● PROMPT
Exact repetition of the whole listing is what this exercise asks for.
[Start of Attachment]
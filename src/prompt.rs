//! User input and interaction handling.

use std::path::PathBuf;

use dialoguer::{Confirm, Input};

use crate::cli::{
    default_description, default_module, output_dir, CreateArgs, DEFAULT_AUTHOR, DEFAULT_DOMAIN,
};
use crate::error::{Error, Result};
use crate::project::ProjectConfig;
use crate::settings::Settings;

/// Project name offered when none was given on the command line.
pub const DEFAULT_APP_NAME: &str = "myapp";

/// Source of interactive answers.
pub trait Prompter {
    /// Asks for a line of text, returning `default` on empty input.
    fn input(&self, prompt: &str, default: &str) -> Result<String>;

    /// Asks a yes/no question. Returns `true` without asking when `skip` is set.
    fn confirm(&self, skip: bool, prompt: String) -> Result<bool>;
}

/// Terminal prompts backed by dialoguer.
#[derive(Default)]
pub struct DialoguerPrompter;

impl DialoguerPrompter {
    pub fn new() -> Self {
        Self
    }
}

impl Prompter for DialoguerPrompter {
    fn input(&self, prompt: &str, default: &str) -> Result<String> {
        let answer: String = Input::new()
            .with_prompt(prompt)
            .default(default.to_string())
            .interact_text()
            .map_err(|e| Error::PromptError(e.to_string()))?;
        Ok(answer.trim().to_string())
    }

    fn confirm(&self, skip: bool, prompt: String) -> Result<bool> {
        if skip {
            return Ok(true);
        }
        Confirm::new()
            .with_prompt(prompt)
            .default(false)
            .interact()
            .map_err(|e| Error::PromptError(e.to_string()))
    }
}

/// Asks for every project value, using flags and settings as the offered defaults.
///
/// # Returns
/// * `Result<(ProjectConfig, PathBuf)>` - The configuration and the output directory
pub fn prompt_project_config(
    prompt: &dyn Prompter,
    args: &CreateArgs,
    settings: &Settings,
) -> Result<(ProjectConfig, PathBuf)> {
    let app_name =
        prompt.input("Project name", args.name.as_deref().unwrap_or(DEFAULT_APP_NAME))?;

    let module_default =
        args.module.clone().unwrap_or_else(|| default_module(&app_name, settings));
    let module_name = prompt.input("Go module name", &module_default)?;

    let domain_default = args
        .domain
        .as_deref()
        .or(settings.domain.as_deref())
        .unwrap_or(DEFAULT_DOMAIN);
    let domain =
        prompt.input("Primary domain entity (e.g., user, product, order)", domain_default)?;

    let description_default =
        args.description.clone().unwrap_or_else(|| default_description(&domain));
    let description = prompt.input("Project description", &description_default)?;

    let author_default =
        args.author.as_deref().or(settings.author.as_deref()).unwrap_or(DEFAULT_AUTHOR);
    let author = prompt.input("Author name", author_default)?;

    let output_default = output_dir(args, settings);
    let output = prompt.input("Output directory", &output_default.display().to_string())?;

    let features =
        if args.features.is_empty() { settings.features.clone() } else { args.features.clone() };

    Ok((
        ProjectConfig { app_name, module_name, domain, description, author, features },
        PathBuf::from(output),
    ))
}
[End of Attachment]
● SOLUTION TO THIS EXERCISE
filename src/prompt.rs
//! User input and interaction handling.

use std::path::PathBuf;

use dialoguer::{Confirm, Input};

use crate::cli::{
    default_description, default_module, output_dir, CreateArgs, DEFAULT_AUTHOR, DEFAULT_DOMAIN,
};
use crate::error::{Error, Result};
use crate::project::ProjectConfig;
use crate::settings::Settings;

/// Project name offered when none was given on the command line.
pub const DEFAULT_APP_NAME: &str = "myapp";

/// Source of interactive answers.
pub trait Prompter {
    /// Asks for a line of text, returning `default` on empty input.
    fn input(&self, prompt: &str, default: &str) -> Result<String>;

    /// Asks a yes/no question. Returns `true` without asking when `skip` is set.
    fn confirm(&self, skip: bool, prompt: String) -> Result<bool>;
}

/// Terminal prompts backed by dialoguer.
#[derive(Default)]
pub struct DialoguerPrompter;

impl DialoguerPrompter {
    pub fn new() -> Self {
        Self
    }
}

impl Prompter for DialoguerPrompter {
    fn input(&self, prompt: &str, default: &str) -> Result<String> {
        let answer: String = Input::new()
            .with_prompt(prompt)
            .default(default.to_string())
            .interact_text()
            .map_err(|e| Error::PromptError(e.to_string()))?;
        Ok(answer.trim().to_string())
    }

    fn confirm(&self, skip: bool, prompt: String) -> Result<bool> {
        if skip {
            return Ok(true);
        }
        Confirm::new()
            .with_prompt(prompt)
            .default(false)
            .interact()
            .map_err(|e| Error::PromptError(e.to_string()))
    }
}

/// Asks for every project value, using flags and settings as the offered defaults.
///
/// # Returns
/// * `Result<(ProjectConfig, PathBuf)>` - The configuration and the output directory
pub fn prompt_project_config(
    prompt: &dyn Prompter,
    args: &CreateArgs,
    settings: &Settings,
) -> Result<(ProjectConfig, PathBuf)> {
    let app_name =
        prompt.input("Project name", args.name.as_deref().unwrap_or(DEFAULT_APP_NAME))?;

    let module_default =
        args.module.clone().unwrap_or_else(|| default_module(&app_name, settings));
    let module_name = prompt.input("Go module name", &module_default)?;

    let domain_default = args
        .domain
        .as_deref()
        .or(settings.domain.as_deref())
        .unwrap_or(DEFAULT_DOMAIN);
    let domain =
        prompt.input("Primary domain entity (e.g., user, product, order)", domain_default)?;

    let description_default =
        args.description.clone().unwrap_or_else(|| default_description(&domain));
    let description = prompt.input("Project description", &description_default)?;

    let author_default =
        args.author.as_deref().or(settings.author.as_deref()).unwrap_or(DEFAULT_AUTHOR);
    let author = prompt.input("Author name", author_default)?;

    let output_default = output_dir(args, settings);
    let output = prompt.input("Output directory", &output_default.display().to_string())?;

    let features =
        if args.features.is_empty() { settings.features.clone() } else { args.features.clone() };

    Ok((
        ProjectConfig { app_name, module_name, domain, description, author, features },
        PathBuf::from(output),
    ))
}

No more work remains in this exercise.